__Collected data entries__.
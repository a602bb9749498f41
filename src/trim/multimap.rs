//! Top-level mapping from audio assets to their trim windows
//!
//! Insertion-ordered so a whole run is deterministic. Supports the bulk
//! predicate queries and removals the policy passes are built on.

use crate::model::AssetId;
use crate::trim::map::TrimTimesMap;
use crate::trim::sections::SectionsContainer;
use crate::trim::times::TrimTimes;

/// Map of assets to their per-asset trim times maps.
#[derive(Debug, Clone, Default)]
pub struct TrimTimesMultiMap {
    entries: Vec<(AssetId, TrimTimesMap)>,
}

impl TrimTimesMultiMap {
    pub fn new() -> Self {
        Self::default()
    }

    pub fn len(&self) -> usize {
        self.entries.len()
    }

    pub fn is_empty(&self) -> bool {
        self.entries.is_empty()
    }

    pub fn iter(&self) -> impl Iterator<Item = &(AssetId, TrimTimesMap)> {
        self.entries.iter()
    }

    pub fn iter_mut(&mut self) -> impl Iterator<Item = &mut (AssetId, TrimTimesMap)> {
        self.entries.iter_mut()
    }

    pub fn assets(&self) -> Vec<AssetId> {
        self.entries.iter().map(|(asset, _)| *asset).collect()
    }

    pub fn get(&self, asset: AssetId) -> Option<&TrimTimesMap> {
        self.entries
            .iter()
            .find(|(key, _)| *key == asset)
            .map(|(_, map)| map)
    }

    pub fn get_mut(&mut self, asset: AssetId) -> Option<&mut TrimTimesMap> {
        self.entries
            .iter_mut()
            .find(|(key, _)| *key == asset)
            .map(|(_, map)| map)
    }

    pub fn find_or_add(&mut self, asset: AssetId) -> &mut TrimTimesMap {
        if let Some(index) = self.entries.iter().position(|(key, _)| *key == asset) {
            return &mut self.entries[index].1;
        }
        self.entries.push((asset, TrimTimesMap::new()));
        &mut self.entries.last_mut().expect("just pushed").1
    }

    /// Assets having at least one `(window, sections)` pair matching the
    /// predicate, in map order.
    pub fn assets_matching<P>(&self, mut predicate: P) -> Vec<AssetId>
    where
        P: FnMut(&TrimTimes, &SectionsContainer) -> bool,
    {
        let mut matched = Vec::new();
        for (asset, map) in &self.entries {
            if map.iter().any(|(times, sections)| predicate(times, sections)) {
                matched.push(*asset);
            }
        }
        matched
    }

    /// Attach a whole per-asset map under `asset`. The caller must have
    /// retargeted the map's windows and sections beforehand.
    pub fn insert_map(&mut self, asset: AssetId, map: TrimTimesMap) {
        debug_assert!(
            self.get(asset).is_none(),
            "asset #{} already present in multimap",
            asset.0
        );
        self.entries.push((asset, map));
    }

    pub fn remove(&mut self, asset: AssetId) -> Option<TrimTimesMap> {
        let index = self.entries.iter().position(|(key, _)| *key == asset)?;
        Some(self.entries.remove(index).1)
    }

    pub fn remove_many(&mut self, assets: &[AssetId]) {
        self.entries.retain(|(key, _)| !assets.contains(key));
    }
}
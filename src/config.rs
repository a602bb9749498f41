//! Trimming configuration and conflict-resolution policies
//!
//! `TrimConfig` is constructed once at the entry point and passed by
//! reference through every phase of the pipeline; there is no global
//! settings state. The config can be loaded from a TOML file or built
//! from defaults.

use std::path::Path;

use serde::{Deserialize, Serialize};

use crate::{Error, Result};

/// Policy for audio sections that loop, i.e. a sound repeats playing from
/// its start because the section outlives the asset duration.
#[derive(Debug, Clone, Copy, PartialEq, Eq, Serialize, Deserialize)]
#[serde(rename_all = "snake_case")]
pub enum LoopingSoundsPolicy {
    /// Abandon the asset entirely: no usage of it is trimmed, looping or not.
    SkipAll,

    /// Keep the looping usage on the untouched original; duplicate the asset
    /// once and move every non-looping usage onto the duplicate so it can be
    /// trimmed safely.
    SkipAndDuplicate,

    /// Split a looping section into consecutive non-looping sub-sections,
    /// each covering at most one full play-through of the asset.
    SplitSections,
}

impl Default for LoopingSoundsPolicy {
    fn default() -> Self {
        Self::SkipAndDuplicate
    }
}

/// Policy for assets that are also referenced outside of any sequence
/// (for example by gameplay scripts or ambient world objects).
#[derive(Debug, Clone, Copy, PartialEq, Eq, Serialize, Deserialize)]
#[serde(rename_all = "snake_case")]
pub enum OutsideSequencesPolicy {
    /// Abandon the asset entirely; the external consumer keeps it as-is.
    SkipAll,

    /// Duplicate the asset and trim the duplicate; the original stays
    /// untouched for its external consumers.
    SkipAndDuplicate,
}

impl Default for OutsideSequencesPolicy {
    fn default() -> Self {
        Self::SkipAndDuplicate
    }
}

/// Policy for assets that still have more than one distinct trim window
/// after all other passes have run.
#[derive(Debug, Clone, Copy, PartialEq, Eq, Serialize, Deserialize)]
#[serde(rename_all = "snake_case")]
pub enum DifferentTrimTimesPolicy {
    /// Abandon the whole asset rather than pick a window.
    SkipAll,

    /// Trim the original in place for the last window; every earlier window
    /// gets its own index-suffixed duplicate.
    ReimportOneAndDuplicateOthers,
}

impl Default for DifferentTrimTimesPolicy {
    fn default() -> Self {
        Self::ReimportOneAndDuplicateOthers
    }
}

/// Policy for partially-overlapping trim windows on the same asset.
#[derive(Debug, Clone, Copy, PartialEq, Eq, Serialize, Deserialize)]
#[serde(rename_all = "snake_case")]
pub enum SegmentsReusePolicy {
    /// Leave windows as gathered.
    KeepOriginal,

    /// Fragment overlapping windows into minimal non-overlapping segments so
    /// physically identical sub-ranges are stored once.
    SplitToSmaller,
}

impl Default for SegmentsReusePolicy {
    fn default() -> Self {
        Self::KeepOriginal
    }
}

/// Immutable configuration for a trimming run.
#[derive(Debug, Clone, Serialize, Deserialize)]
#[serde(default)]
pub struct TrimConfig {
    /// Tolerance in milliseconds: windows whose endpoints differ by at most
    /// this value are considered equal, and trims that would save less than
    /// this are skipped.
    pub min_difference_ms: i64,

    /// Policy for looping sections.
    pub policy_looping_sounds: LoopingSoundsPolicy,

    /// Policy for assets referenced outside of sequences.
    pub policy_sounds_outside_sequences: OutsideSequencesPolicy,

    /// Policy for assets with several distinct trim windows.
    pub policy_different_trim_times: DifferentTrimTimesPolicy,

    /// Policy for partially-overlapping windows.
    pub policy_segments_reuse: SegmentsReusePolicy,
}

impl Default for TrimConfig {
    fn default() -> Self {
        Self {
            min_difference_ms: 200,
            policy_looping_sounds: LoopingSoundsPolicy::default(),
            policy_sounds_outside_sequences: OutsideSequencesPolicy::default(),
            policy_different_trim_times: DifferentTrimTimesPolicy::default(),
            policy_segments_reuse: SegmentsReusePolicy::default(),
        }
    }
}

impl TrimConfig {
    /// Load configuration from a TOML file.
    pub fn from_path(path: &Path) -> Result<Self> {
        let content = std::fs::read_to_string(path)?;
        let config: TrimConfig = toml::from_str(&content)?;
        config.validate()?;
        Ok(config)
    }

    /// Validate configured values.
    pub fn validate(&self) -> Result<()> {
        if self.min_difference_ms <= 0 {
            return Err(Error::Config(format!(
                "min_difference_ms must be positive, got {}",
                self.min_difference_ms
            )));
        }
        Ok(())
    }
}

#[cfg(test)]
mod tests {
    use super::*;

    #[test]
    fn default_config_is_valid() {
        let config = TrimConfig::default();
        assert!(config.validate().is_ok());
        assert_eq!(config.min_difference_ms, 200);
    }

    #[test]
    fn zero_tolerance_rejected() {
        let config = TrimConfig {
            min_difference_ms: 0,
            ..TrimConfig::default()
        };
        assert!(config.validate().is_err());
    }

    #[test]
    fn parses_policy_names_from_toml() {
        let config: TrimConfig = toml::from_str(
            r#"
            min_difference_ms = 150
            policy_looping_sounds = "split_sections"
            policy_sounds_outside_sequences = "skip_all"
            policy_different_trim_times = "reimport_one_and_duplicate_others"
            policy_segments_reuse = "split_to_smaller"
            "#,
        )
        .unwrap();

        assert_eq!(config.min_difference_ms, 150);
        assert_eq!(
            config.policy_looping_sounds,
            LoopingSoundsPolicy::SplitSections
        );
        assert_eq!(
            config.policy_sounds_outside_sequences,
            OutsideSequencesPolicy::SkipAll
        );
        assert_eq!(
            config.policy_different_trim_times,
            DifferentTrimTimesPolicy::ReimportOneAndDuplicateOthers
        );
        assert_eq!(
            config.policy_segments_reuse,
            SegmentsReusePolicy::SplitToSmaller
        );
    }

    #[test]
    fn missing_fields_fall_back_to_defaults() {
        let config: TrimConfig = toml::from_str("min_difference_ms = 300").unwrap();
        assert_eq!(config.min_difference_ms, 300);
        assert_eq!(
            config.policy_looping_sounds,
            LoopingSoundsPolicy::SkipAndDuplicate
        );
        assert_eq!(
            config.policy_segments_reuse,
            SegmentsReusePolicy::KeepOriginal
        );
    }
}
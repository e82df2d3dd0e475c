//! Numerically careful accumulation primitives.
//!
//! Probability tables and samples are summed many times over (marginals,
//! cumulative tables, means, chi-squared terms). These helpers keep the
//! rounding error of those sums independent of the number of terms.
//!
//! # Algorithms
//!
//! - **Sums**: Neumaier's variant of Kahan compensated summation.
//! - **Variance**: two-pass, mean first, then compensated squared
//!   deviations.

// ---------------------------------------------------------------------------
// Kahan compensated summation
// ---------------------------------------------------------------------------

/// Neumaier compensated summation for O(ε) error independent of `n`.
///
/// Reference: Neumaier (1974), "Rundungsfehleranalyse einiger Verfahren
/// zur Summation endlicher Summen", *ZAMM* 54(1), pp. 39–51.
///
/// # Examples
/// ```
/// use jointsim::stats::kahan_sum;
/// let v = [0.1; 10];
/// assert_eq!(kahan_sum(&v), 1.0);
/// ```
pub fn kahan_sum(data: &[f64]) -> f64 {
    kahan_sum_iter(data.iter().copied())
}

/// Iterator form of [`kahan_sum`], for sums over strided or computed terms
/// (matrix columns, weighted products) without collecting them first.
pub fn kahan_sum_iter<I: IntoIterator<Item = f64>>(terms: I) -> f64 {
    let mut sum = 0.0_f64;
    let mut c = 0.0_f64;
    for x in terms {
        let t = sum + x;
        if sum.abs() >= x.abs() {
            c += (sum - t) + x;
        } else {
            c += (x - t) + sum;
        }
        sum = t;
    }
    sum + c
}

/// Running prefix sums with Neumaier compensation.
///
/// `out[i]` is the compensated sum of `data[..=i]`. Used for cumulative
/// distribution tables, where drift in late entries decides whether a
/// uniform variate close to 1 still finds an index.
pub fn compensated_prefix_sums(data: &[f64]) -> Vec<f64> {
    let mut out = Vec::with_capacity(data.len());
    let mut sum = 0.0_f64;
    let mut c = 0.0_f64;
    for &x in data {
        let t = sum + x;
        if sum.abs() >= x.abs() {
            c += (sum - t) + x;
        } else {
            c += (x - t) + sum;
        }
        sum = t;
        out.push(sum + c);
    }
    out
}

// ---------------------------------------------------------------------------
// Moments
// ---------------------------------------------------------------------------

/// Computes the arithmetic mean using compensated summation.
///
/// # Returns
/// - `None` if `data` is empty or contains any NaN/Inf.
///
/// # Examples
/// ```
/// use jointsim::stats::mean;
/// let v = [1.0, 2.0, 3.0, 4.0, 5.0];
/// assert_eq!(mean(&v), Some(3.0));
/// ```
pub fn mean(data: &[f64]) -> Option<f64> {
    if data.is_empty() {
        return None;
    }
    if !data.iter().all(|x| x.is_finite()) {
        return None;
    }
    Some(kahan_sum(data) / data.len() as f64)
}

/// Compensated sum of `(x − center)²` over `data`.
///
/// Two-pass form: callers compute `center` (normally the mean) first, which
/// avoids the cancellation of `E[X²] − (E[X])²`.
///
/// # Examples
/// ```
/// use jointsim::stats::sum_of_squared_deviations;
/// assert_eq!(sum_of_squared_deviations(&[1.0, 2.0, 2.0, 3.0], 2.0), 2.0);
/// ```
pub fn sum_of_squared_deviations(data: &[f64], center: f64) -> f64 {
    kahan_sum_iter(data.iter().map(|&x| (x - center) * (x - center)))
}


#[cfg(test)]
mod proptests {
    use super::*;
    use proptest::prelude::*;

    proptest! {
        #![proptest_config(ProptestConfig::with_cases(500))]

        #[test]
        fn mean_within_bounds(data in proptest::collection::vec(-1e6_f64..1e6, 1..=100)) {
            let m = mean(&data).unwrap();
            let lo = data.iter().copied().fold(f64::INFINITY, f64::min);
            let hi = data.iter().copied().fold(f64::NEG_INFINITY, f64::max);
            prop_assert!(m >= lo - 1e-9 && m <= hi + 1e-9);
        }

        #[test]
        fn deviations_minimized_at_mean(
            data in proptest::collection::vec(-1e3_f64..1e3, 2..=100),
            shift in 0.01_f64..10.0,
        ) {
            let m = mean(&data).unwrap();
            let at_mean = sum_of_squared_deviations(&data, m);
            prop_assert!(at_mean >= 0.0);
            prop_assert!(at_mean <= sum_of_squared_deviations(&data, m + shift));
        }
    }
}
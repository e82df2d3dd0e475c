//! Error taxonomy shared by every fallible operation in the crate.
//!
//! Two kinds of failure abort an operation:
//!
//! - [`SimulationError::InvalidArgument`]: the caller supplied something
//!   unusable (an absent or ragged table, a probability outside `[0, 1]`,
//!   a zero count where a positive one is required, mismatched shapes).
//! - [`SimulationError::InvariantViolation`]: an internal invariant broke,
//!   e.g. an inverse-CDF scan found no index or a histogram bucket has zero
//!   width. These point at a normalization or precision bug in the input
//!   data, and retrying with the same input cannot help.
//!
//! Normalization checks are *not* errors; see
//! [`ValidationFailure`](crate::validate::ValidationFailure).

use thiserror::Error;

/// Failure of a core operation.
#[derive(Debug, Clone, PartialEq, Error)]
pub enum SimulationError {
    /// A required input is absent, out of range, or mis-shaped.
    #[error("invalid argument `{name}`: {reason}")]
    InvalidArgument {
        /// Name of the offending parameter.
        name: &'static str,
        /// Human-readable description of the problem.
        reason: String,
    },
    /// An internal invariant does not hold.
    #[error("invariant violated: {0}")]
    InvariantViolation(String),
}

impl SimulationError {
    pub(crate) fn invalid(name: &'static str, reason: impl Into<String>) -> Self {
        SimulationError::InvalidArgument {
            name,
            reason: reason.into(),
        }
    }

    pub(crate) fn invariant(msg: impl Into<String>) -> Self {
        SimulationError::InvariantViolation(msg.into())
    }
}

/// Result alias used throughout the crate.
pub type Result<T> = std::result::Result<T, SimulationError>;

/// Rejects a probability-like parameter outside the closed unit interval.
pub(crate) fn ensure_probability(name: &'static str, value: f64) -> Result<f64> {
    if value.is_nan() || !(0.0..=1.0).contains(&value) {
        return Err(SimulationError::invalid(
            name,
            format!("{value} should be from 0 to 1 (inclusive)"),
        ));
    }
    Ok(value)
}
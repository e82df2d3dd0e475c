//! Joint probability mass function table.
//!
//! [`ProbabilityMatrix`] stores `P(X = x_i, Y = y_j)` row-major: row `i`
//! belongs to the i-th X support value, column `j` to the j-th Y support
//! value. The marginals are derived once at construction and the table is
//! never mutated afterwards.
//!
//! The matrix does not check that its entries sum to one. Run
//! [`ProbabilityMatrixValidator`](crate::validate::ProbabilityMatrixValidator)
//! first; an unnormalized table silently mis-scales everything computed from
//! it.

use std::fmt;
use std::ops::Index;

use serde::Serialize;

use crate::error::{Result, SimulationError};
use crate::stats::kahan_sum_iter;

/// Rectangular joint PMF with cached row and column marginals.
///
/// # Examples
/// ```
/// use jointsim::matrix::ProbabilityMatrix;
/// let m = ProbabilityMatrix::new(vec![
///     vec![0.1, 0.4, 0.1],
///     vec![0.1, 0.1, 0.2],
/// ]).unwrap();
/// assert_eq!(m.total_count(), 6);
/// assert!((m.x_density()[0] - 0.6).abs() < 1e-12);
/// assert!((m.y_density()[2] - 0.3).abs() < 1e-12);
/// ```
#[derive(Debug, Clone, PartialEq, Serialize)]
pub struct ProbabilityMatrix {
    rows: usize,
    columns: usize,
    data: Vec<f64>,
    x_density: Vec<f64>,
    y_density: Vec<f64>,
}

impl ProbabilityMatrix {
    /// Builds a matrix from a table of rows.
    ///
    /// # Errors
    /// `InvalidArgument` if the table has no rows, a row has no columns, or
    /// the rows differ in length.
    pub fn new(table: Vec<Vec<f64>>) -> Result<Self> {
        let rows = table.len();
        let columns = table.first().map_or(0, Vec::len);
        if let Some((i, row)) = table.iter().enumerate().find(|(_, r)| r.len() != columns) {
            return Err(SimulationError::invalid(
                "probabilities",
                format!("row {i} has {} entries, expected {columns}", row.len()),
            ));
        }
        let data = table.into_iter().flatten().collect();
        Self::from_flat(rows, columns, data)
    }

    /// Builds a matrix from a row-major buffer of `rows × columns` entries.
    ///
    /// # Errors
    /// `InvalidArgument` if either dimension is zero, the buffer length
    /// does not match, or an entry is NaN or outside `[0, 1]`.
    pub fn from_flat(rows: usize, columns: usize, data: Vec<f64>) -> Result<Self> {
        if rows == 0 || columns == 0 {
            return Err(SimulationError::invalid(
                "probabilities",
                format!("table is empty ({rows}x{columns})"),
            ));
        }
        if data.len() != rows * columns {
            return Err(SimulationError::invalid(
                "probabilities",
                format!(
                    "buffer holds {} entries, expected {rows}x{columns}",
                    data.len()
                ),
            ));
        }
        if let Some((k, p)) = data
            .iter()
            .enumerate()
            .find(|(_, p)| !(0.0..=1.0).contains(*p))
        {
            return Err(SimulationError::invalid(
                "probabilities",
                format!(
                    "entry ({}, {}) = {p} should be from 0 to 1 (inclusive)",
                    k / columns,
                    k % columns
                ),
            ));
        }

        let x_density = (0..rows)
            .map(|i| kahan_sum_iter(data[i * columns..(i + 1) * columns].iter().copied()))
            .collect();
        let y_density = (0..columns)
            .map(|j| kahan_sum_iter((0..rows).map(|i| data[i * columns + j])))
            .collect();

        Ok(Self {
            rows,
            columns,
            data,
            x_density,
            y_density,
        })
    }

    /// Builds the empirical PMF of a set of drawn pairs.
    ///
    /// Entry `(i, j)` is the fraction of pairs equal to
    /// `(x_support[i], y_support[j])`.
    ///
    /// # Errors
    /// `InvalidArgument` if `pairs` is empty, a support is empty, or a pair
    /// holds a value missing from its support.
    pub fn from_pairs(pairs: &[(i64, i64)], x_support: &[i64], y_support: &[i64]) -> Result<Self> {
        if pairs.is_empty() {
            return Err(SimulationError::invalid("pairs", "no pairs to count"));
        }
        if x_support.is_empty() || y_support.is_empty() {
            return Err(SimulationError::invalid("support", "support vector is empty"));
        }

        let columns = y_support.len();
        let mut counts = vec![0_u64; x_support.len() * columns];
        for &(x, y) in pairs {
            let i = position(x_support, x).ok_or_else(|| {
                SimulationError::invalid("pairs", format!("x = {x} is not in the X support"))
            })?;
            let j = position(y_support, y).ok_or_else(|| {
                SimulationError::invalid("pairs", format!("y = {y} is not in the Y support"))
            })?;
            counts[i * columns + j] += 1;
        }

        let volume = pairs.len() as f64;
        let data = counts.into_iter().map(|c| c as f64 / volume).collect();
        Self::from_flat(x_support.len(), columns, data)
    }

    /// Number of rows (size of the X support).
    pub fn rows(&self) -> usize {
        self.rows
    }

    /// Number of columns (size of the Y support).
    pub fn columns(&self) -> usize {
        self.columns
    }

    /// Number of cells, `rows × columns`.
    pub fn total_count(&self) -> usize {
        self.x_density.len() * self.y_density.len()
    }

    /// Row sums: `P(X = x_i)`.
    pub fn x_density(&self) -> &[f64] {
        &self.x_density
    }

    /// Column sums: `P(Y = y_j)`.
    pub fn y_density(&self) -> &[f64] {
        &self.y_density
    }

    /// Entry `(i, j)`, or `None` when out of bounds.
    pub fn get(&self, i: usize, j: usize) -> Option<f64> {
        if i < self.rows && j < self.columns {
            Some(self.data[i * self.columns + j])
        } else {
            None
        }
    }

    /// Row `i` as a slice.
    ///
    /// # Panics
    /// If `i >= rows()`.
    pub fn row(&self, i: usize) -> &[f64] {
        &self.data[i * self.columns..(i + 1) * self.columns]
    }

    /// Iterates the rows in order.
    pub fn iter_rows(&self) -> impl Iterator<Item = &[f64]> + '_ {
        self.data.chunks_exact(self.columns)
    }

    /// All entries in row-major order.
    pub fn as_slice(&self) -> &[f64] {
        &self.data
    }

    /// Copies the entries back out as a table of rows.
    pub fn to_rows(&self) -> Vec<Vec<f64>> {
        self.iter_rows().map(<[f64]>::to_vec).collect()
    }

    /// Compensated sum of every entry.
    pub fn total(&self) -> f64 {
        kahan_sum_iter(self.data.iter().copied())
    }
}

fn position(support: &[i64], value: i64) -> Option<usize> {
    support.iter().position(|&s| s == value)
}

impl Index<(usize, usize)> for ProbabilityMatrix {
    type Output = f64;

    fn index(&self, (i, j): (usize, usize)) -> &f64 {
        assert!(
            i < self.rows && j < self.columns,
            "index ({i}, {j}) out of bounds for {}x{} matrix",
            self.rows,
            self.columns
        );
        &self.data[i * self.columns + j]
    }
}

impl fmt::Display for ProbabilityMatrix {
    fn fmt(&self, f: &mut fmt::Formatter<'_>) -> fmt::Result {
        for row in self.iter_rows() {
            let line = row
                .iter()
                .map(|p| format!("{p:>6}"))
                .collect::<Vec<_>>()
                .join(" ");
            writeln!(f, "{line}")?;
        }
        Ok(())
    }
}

__The task__.
In the records above, how many lines hold the string "LoopingSoundsPolicy"? Only the number should be given.

__Solution to the problem__.
6